One of the challenges Fry faced when recording and mixing the albums was the ever-shifting personnel and artistic direction of the band. Bell and Hummel’s departures fundamentally changed the dynamics of Big Star, which allowed Chilton and Stephens to experiment with the band’s sound. But whether the songs were lush or spare, rollicking or subdued, experimental or conventional, Fry knew just how they should sound on record.
“There’s a lot of stuff going on on #1 Record,” notes Stephens. “Radio City is a lot more sparse, but John makes it work as a three-piece sonically. And the Third album, there’s a lot going on there, too—strings and kind of weird noises and sounds and John fits all those pieces of that puzzle together and makes it all work and kind of hang together. I started to say it’s kind of like you have a painting and the frame can really set that painting off, but it’s a lot more than just framing someone’s work.”
Throughout the years, much has been made about Bell’s departure from the band after #1 Record, the suggestion being that his frictions with Chilton were more than artistic.
Stephens denies that, though, offering a much more simple explanation.
“You know, Alex and Chris’ relationship was fine. It was more that writers would focus on Alex—and I think understandably so because it was like, ‘Well, you haven’t heard of this band Big Star, but you’ve heard of Alex Chilton through the Box Tops and ‘The Letter’ and all these hit songs. So, you know, Chris thought that he might have to live up to that shadow and I think that’s why he left the band.”
Though Big Star slowly dwindled from a quarter to what was essentially a duo rounded out by session players, the focus remained the same. “It was a drag [losing members],” says Stephens, “but always it seemed that the big concern was songs.
“What are you going to do for songs? And Alex and Andy came up with some wonderful songs for Radio City and so they were kind of off and running again. And Alex had some great things for Third. You can tell what impact Chris’ departure had because #1 Record does sound markedly different from Radio City, the second one.
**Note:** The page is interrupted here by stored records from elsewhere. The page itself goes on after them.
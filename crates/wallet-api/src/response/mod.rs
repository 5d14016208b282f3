//! Response types and error handling for API endpoints
//!
//! Every failure renders as `{"error": {"code", "message", "details?"}}`.

use axum::{
    http::StatusCode,
    response::{IntoResponse, Response},
    Json,
};
use serde::Serialize;
use thiserror::Error;
use tracing::error;
use validator::ValidationErrors;
use wallet_common::AppError;
use wallet_service::ServiceError;

/// API error type for consistent error responses
#[derive(Debug, Error)]
pub enum ApiError {
    #[error("{0}")]
    App(#[from] AppError),

    #[error("{0}")]
    Service(#[from] ServiceError),

    #[error("Validation error: {0}")]
    Validation(#[from] ValidationErrors),

    #[error("Invalid request body: {0}")]
    InvalidBody(String),

    #[error("Invalid query parameter: {0}")]
    InvalidQuery(String),

    #[error("Missing authorization header")]
    MissingAuth,

    #[error("Invalid authorization header format")]
    InvalidAuthFormat,
}

fn status_from(code: u16) -> StatusCode {
    StatusCode::from_u16(code).unwrap_or(StatusCode::INTERNAL_SERVER_ERROR)
}

impl ApiError {
    /// Get HTTP status code for this error
    #[must_use]
    pub fn status_code(&self) -> StatusCode {
        match self {
            Self::App(e) => status_from(e.status_code()),
            Self::Service(e) => status_from(e.status_code()),
            Self::Validation(_) | Self::InvalidBody(_) | Self::InvalidQuery(_) => {
                StatusCode::BAD_REQUEST
            }
            Self::MissingAuth | Self::InvalidAuthFormat => StatusCode::UNAUTHORIZED,
        }
    }

    /// Get error code for API responses
    #[must_use]
    pub fn error_code(&self) -> &str {
        match self {
            Self::App(e) => e.error_code(),
            Self::Service(e) => e.error_code(),
            Self::Validation(_) => "VALIDATION_ERROR",
            Self::InvalidBody(_) => "INVALID_INPUT",
            Self::InvalidQuery(_) => "INVALID_QUERY_PARAMETER",
            Self::MissingAuth => "MISSING_AUTHORIZATION",
            Self::InvalidAuthFormat => "INVALID_AUTHORIZATION_FORMAT",
        }
    }

    pub fn invalid_body(msg: impl Into<String>) -> Self {
        Self::InvalidBody(msg.into())
    }

    pub fn invalid_query(msg: impl Into<String>) -> Self {
        Self::InvalidQuery(msg.into())
    }
}

/// Error response body
#[derive(Debug, Serialize)]
pub struct ErrorBody {
    pub error: ErrorDetail,
}

/// Error detail for API responses
#[derive(Debug, Serialize)]
pub struct ErrorDetail {
    pub code: String,
    pub message: String,
    #[serde(skip_serializing_if = "Option::is_none")]
    pub details: Option<serde_json::Value>,
}

impl IntoResponse for ApiError {
    fn into_response(self) -> Response {
        let status = self.status_code();
        let code = self.error_code().to_string();

        // Internal detail stays in the log
        let message = if status.is_server_error() {
            error!(error = ?self, "Server error occurred");
            match status {
                StatusCode::SERVICE_UNAVAILABLE => "Service temporarily unavailable".to_string(),
                _ => "Internal server error".to_string(),
            }
        } else {
            self.to_string()
        };

        let details = if let Self::Validation(errors) = &self {
            Some(serde_json::to_value(errors).unwrap_or_default())
        } else {
            None
        };

        let body = ErrorBody {
            error: ErrorDetail {
                code,
                message,
                details,
            },
        };

        (status, Json(body)).into_response()
    }
}

/// Type alias for API results
pub type ApiResult<T> = Result<T, ApiError>;

/// Created response (201) with JSON body
pub struct Created<T>(pub T);

impl<T: IntoResponse> IntoResponse for Created<T> {
    fn into_response(self) -> Response {
        let mut response = self.0.into_response();
        *response.status_mut() = StatusCode::CREATED;
        response
    }
}

#[cfg(test)]
mod tests {
    use super::*;
    use wallet_core::DomainError;

    #[test]
    fn test_api_error_status_codes() {
        assert_eq!(ApiError::MissingAuth.status_code(), StatusCode::UNAUTHORIZED);
        assert_eq!(
            ApiError::invalid_body("test").status_code(),
            StatusCode::BAD_REQUEST
        );
        assert_eq!(
            ApiError::from(ServiceError::from(DomainError::UserNotFound("ghost".to_string())))
                .status_code(),
            StatusCode::NOT_FOUND
        );
        assert_eq!(
            ApiError::from(AppError::Database("down".to_string())).status_code(),
            StatusCode::SERVICE_UNAVAILABLE
        );
    }

    #[test]
    fn test_api_error_codes() {
        assert_eq!(ApiError::MissingAuth.error_code(), "MISSING_AUTHORIZATION");
        assert_eq!(ApiError::invalid_body("x").error_code(), "INVALID_INPUT");
        assert_eq!(
            ApiError::from(ServiceError::Domain(DomainError::UsernameTaken(
                "ana".to_string()
            )))
            .error_code(),
            "USERNAME_TAKEN"
        );
    }

    #[tokio::test]
    async fn test_server_errors_hide_detail() {
        use http_body_util::BodyExt;

        let err = ServiceError::from(DomainError::DatabaseError("password=hunter2".to_string()));
        let response = ApiError::from(err).into_response();
        assert_eq!(response.status(), StatusCode::SERVICE_UNAVAILABLE);

        let bytes = response.into_body().collect().await.unwrap().to_bytes();
        let body: serde_json::Value = serde_json::from_slice(&bytes).unwrap();
        assert_eq!(body["error"]["code"], "DATABASE_ERROR");
        assert!(!body.to_string().contains("hunter2"));
    }
}
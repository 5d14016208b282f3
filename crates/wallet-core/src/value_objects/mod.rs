//! Value objects - immutable types that represent domain concepts

mod amount;
mod payment_method;
mod username;

pub use amount::Amount;
pub use payment_method::PaymentMethod;
pub use username::Username;
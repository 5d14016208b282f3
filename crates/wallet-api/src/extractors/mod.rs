//! Axum extractors for request handling
//!
//! Custom extractors for session and admin authentication and validated
//! bodies.

mod auth;
mod validated;

pub use auth::{AdminAuth, AuthUser, ADMIN_SECRET_HEADER};
pub use validated::ValidatedJson;
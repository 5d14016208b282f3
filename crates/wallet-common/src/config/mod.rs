//! Configuration structs

mod app_config;

pub use app_config::{
    AdminConfig, AppConfig, AppSettings, ConfigError, CorsConfig, DatabaseConfig, Environment,
    RateLimitConfig, RedisConfig, ServerConfig, SessionConfig, TelegramConfig,
};
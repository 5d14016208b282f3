//! In-memory backends for tests
//!
//! Enabled with the `testing` feature. The stores keep the same contracts as
//! the PostgreSQL/Redis implementations: credits are atomic per call, usernames
//! and chat ids are unique, and intents are last-write-wins.

mod ledger;
mod notifier;

use std::sync::Arc;
use std::time::Duration;

use wallet_common::SessionIssuer;

pub use ledger::{InMemoryIntentStore, InMemoryLedger};
pub use notifier::{NotifierBehavior, RecordingNotifier};

use crate::services::ServiceContext;

/// Secret used by [`TestHarness`] session issuers
pub const TEST_JWT_SECRET: &str = "test-secret-key-that-is-long-enough";

/// A service context wired to in-memory backends, with handles to inspect them
#[derive(Clone)]
pub struct TestHarness {
    pub ctx: ServiceContext,
    pub ledger: Arc<InMemoryLedger>,
    pub intents: Arc<InMemoryIntentStore>,
    pub notifier: Arc<RecordingNotifier>,
    pub issuer: Arc<SessionIssuer>,
}

impl TestHarness {
    /// Harness whose notifier always succeeds
    pub fn new() -> Self {
        Self::with_notifier(RecordingNotifier::new(NotifierBehavior::Succeed))
    }

    /// Harness with a specific notifier behaviour
    pub fn with_notifier(notifier: RecordingNotifier) -> Self {
        Self::build(notifier, crate::services::DEFAULT_NOTIFY_TIMEOUT)
    }

    /// Harness with a notifier and a custom notification timeout
    pub fn build(notifier: RecordingNotifier, notify_timeout: Duration) -> Self {
        let ledger = Arc::new(InMemoryLedger::default());
        let intents = Arc::new(InMemoryIntentStore::default());
        let notifier = Arc::new(notifier);
        let issuer = Arc::new(SessionIssuer::new(TEST_JWT_SECRET, 86_400));

        let ctx = ServiceContext::new(
            ledger.clone(),
            ledger.clone(),
            intents.clone(),
            notifier.clone(),
            issuer.clone(),
        )
        .with_notify_timeout(notify_timeout);

        Self {
            ctx,
            ledger,
            intents,
            notifier,
            issuer,
        }
    }
}

impl Default for TestHarness {
    fn default() -> Self {
        Self::new()
    }
}
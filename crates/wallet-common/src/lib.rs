//! # wallet-common
//!
//! Shared utilities: configuration, error handling, credentials and session
//! tokens, telemetry.

pub mod auth;
pub mod config;
pub mod error;
pub mod telemetry;

// Re-export commonly used types at crate root
pub use auth::{
    hash_password, validate_password, verify_password, AdminSecret,
    SessionClaims, SessionIssuer, SessionToken,
};
pub use config::{
    AdminConfig, AppConfig, AppSettings, ConfigError, CorsConfig, DatabaseConfig, Environment,
    RateLimitConfig, RedisConfig, ServerConfig, SessionConfig, TelegramConfig,
};
pub use error::AppError;
pub use telemetry::{try_init_tracing, try_init_tracing_with_config, TracingConfig, TracingError};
And even Andy’s departure and somewhat Alex’s, you know, sort of emotional state of being, there’s a big difference between Radio City and the Third album.”
To commemorate the 35th anniversary of that third album—Third—Stephens will play the album live with a band that features some rather capable players. This isn’t the first time Stephens’ friends have lined up behind him to celebrate the music of Big Star by playing Third, but the performances take on added meaning in light of all the milestones.
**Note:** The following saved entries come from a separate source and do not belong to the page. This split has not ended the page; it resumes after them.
//! Error handling utilities for repositories

use sqlx::Error as SqlxError;
use wallet_core::error::DomainError;

/// SQLSTATE for `numeric_value_out_of_range`
const NUMERIC_OUT_OF_RANGE: &str = "22003";

/// Convert SQLx error to DomainError
pub fn map_db_error(e: SqlxError) -> DomainError {
    DomainError::DatabaseError(e.to_string())
}

/// Check for unique violation and return appropriate error or fallback
pub fn map_unique_violation<F>(e: SqlxError, on_unique: F) -> DomainError
where
    F: FnOnce() -> DomainError,
{
    if let Some(db_err) = e.as_database_error() {
        if db_err.is_unique_violation() {
            return on_unique();
        }
    }
    map_db_error(e)
}

/// Map a write that moves or records money
///
/// A balance pushed past the column's precision surfaces as `InvalidAmount`.
pub fn map_ledger_write_error(e: SqlxError) -> DomainError {
    if let Some(db_err) = e.as_database_error() {
        if db_err.code().as_deref() == Some(NUMERIC_OUT_OF_RANGE) {
            return DomainError::InvalidAmount("balance would exceed the maximum".to_string());
        }
    }
    map_db_error(e)
}

/// Create a "user not found" error
pub fn user_not_found(username: &str) -> DomainError {
    DomainError::UserNotFound(username.to_string())
}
“The core band from the beginning has been Chris Stamey, Mitch Easter, Mike Mills [of R.E.M.], myself and Charles Cleaver has been on piano,” Stephens notes. “But then different people have joined in. Ken Stringfellow has joined in. John Auer joined in London and Barcelona. We have different guest singers, I guess, so that’s how Gary Louris is involved. Gary and I are good friends. I played with Gary in Golden Smog on a couple of records and so I definitely wanted [him] involved. Actually, Gary’s been with us a couple of times now. It’s just been a really interesting passing parade of people.”
In addition to performing Third with his friends, Stephens is keeping busy promoting Big Star: Nothing Can Hurt Me. In doing so, he has been able to continue to play the music that has at long last garnered the attention it deserves.
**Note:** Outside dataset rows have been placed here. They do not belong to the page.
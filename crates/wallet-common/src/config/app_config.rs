//! Application configuration structs
//!
//! Built once at startup from environment variables (and a `.env` file when
//! present), then passed by reference to every component.

use serde::Deserialize;
use std::collections::HashMap;
use std::env;
use std::str::FromStr;

/// Main application configuration
#[derive(Debug, Clone, Deserialize)]
pub struct AppConfig {
    pub app: AppSettings,
    pub api: ServerConfig,
    pub database: DatabaseConfig,
    pub redis: RedisConfig,
    pub session: SessionConfig,
    pub admin: AdminConfig,
    pub telegram: TelegramConfig,
    pub rate_limit: RateLimitConfig,
    pub cors: CorsConfig,
}

/// General application settings
#[derive(Debug, Clone, Deserialize)]
pub struct AppSettings {
    #[serde(default = "default_app_name")]
    pub name: String,
    #[serde(default = "default_env")]
    pub env: Environment,
}

/// Environment type
#[derive(Debug, Clone, Copy, PartialEq, Eq, Deserialize, Default)]
#[serde(rename_all = "lowercase")]
pub enum Environment {
    #[default]
    Development,
    Staging,
    Production,
}

impl Environment {
    #[must_use]
    pub fn is_production(&self) -> bool {
        matches!(self, Self::Production)
    }

    #[must_use]
    pub fn is_development(&self) -> bool {
        matches!(self, Self::Development)
    }
}

/// HTTP listener configuration
#[derive(Debug, Clone, Deserialize)]
pub struct ServerConfig {
    #[serde(default = "default_host")]
    pub host: String,
    pub port: u16,
}

impl ServerConfig {
    #[must_use]
    pub fn address(&self) -> String {
        format!("{}:{}", self.host, self.port)
    }
}

/// Database configuration
#[derive(Debug, Clone, Deserialize)]
pub struct DatabaseConfig {
    pub url: String,
    #[serde(default = "default_max_connections")]
    pub max_connections: u32,
    #[serde(default = "default_min_connections")]
    pub min_connections: u32,
    /// Directory holding the SQL migrations applied at startup
    #[serde(default = "default_migrations_dir")]
    pub migrations_dir: String,
}

/// Redis configuration
#[derive(Debug, Clone, Deserialize)]
pub struct RedisConfig {
    pub url: String,
    #[serde(default = "default_redis_max_connections")]
    pub max_connections: u32,
    /// Lifetime of a pending intent, in seconds
    #[serde(default = "default_pending_intent_ttl")]
    pub pending_intent_ttl: u64,
}

/// Session token configuration
#[derive(Clone, Deserialize)]
pub struct SessionConfig {
    pub secret: String,
    /// Token validity window in seconds
    #[serde(default = "default_token_expiry")]
    pub token_expiry: i64,
}

impl std::fmt::Debug for SessionConfig {
    fn fmt(&self, f: &mut std::fmt::Formatter<'_>) -> std::fmt::Result {
        f.debug_struct("SessionConfig")
            .field("token_expiry", &self.token_expiry)
            .finish_non_exhaustive()
    }
}

/// Shared admin secret configuration
#[derive(Clone, Deserialize)]
pub struct AdminConfig {
    pub secret: String,
}

impl std::fmt::Debug for AdminConfig {
    fn fmt(&self, f: &mut std::fmt::Formatter<'_>) -> std::fmt::Result {
        f.debug_struct("AdminConfig").finish_non_exhaustive()
    }
}

/// Telegram notification configuration
#[derive(Clone, Deserialize)]
pub struct TelegramConfig {
    /// Bot token; notifications are disabled when unset
    #[serde(default)]
    pub bot_token: Option<String>,
    #[serde(default = "default_telegram_api_base")]
    pub api_base: String,
    #[serde(default = "default_notify_timeout")]
    pub timeout_secs: u64,
}

impl TelegramConfig {
    #[must_use]
    pub fn is_enabled(&self) -> bool {
        self.bot_token.as_deref().is_some_and(|t| !t.is_empty())
    }
}

impl std::fmt::Debug for TelegramConfig {
    fn fmt(&self, f: &mut std::fmt::Formatter<'_>) -> std::fmt::Result {
        f.debug_struct("TelegramConfig")
            .field("enabled", &self.is_enabled())
            .field("api_base", &self.api_base)
            .field("timeout_secs", &self.timeout_secs)
            .finish()
    }
}

/// Rate limiting configuration
#[derive(Debug, Clone, Deserialize)]
pub struct RateLimitConfig {
    #[serde(default = "default_requests_per_second")]
    pub requests_per_second: u32,
    #[serde(default = "default_burst")]
    pub burst: u32,
}

/// CORS configuration
#[derive(Debug, Clone, Deserialize)]
pub struct CorsConfig {
    #[serde(default)]
    pub allowed_origins: Vec<String>,
}

// Default value functions
fn default_app_name() -> String {
    "wallet-ledger".to_string()
}

fn default_env() -> Environment {
    Environment::Development
}

fn default_host() -> String {
    "127.0.0.1".to_string()
}

fn default_max_connections() -> u32 {
    20
}

fn default_min_connections() -> u32 {
    5
}

fn default_migrations_dir() -> String {
    "migrations".to_string()
}

fn default_redis_max_connections() -> u32 {
    10
}

fn default_pending_intent_ttl() -> u64 {
    86_400 // 24 hours
}

fn default_token_expiry() -> i64 {
    86_400 // 24 hours
}

fn default_telegram_api_base() -> String {
    "https://api.telegram.org".to_string()
}

fn default_notify_timeout() -> u64 {
    10
}

/// The limiter replenishes at millisecond granularity
const MAX_REQUESTS_PER_SECOND: u32 = 1000;

fn default_requests_per_second() -> u32 {
    10
}

fn default_burst() -> u32 {
    50
}

impl AppConfig {
    /// Load configuration from environment variables
    ///
    /// # Errors
    /// Returns an error if required environment variables are missing
    pub fn from_env() -> Result<Self, ConfigError> {
        // Load .env file if present (ignore errors if not found)
        let _ = dotenvy::dotenv();

        Self::from_lookup(|key| env::var(key).ok())
    }

    /// Load configuration from an in-memory map of variables
    ///
    /// # Errors
    /// Returns an error if required variables are missing or invalid
    pub fn from_map(vars: &HashMap<String, String>) -> Result<Self, ConfigError> {
        Self::from_lookup(|key| vars.get(key).cloned())
    }

    fn from_lookup<F>(lookup: F) -> Result<Self, ConfigError>
    where
        F: Fn(&str) -> Option<String>,
    {
        let required = |key: &'static str| -> Result<String, ConfigError> {
            match lookup(key) {
                Some(value) if !value.trim().is_empty() => Ok(value),
                Some(_) => Err(ConfigError::InvalidValue(key, "must not be empty".to_string())),
                None => Err(ConfigError::MissingVar(key)),
            }
        };

        let requests_per_second: u32 = parse_or(
            &lookup,
            "RATE_LIMIT_REQUESTS_PER_SECOND",
            default_requests_per_second,
        );
        if !(1..=MAX_REQUESTS_PER_SECOND).contains(&requests_per_second) {
            return Err(ConfigError::InvalidValue(
                "RATE_LIMIT_REQUESTS_PER_SECOND",
                format!("{requests_per_second} (must be 1..={MAX_REQUESTS_PER_SECOND})"),
            ));
        }

        Ok(Self {
            app: AppSettings {
                name: lookup("APP_NAME").unwrap_or_else(default_app_name),
                env: lookup("APP_ENV")
                    .and_then(|s| match s.to_lowercase().as_str() {
                        "production" => Some(Environment::Production),
                        "staging" => Some(Environment::Staging),
                        "development" => Some(Environment::Development),
                        _ => None,
                    })
                    .unwrap_or_default(),
            },
            api: ServerConfig {
                host: lookup("API_HOST").unwrap_or_else(default_host),
                port: parse_required("API_PORT", &required("API_PORT")?)?,
            },
            database: DatabaseConfig {
                url: required("DATABASE_URL")?,
                max_connections: parse_or(&lookup, "DATABASE_MAX_CONNECTIONS", default_max_connections),
                min_connections: parse_or(&lookup, "DATABASE_MIN_CONNECTIONS", default_min_connections),
                migrations_dir: lookup("DATABASE_MIGRATIONS_DIR").unwrap_or_else(default_migrations_dir),
            },
            redis: RedisConfig {
                url: required("REDIS_URL")?,
                max_connections: parse_or(&lookup, "REDIS_MAX_CONNECTIONS", default_redis_max_connections),
                pending_intent_ttl: parse_or(&lookup, "PENDING_INTENT_TTL", default_pending_intent_ttl),
            },
            session: SessionConfig {
                secret: required("JWT_SECRET")?,
                token_expiry: parse_or(&lookup, "SESSION_TOKEN_EXPIRY", default_token_expiry),
            },
            admin: AdminConfig {
                secret: required("ADMIN_SECRET")?,
            },
            telegram: TelegramConfig {
                bot_token: lookup("TELEGRAM_BOT_TOKEN").filter(|t| !t.trim().is_empty()),
                api_base: lookup("TELEGRAM_API_BASE").unwrap_or_else(default_telegram_api_base),
                timeout_secs: parse_or(&lookup, "NOTIFY_TIMEOUT_SECS", default_notify_timeout),
            },
            rate_limit: RateLimitConfig {
                requests_per_second,
                burst: parse_or(&lookup, "RATE_LIMIT_BURST", default_burst),
            },
            cors: CorsConfig {
                allowed_origins: lookup("CORS_ALLOWED_ORIGINS")
                    .map(|s| {
                        s.split(',')
                            .map(str::trim)
                            .filter(|o| !o.is_empty())
                            .map(String::from)
                            .collect()
                    })
                    .unwrap_or_default(),
            },
        })
    }
}

fn parse_required<T: FromStr>(key: &'static str, raw: &str) -> Result<T, ConfigError> {
    raw.trim()
        .parse()
        .map_err(|_| ConfigError::InvalidValue(key, raw.to_string()))
}

fn parse_or<T, F, D>(lookup: &F, key: &str, default: D) -> T
where
    T: FromStr,
    F: Fn(&str) -> Option<String>,
    D: FnOnce() -> T,
{
    lookup(key)
        .and_then(|s| s.trim().parse().ok())
        .unwrap_or_else(default)
}

/// Configuration errors
#[derive(Debug, thiserror::Error)]
pub enum ConfigError {
    #[error("Missing required environment variable: {0}")]
    MissingVar(&'static str),

    #[error("Invalid value for {0}: {1}")]
    InvalidValue(&'static str, String),
}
“A couple a weeks ago I was in Los Angeles and they screened the documentary at the Grammy Museum and I got together with a couple of friends of mine that live out in L.A.—Luther Russell and Jason Hiller. Luther would sing and play acoustic guitar and Jason would play an upright bass and I would sing lead. And so that was a really good time. We did that at the Grammy Museum for that screening and then KCRW, Morning Becomes Eclectic, and then we played a set at Amoeba Music. It’s a little independent music store—not little, it’s big—down in L.A. and we’re going to do it again for the theatrical opening at the Nuart of L.A. You know, it’s a short set, like six songs, but maybe that will evolve into something, too. I love to play.”
As for other projects, Stephens is open to ideas. For him, the pleasure of getting to play music with other inspired musicians is reason enough to do so. One question on the minds of many music fans is whether or not Golden Smog, the musical collective comprised of a rotating cast of stellar players—including Stephens and members of the Jayhawks, Soul Asylum, the Replacements, and Wilco—will convene again to record another album.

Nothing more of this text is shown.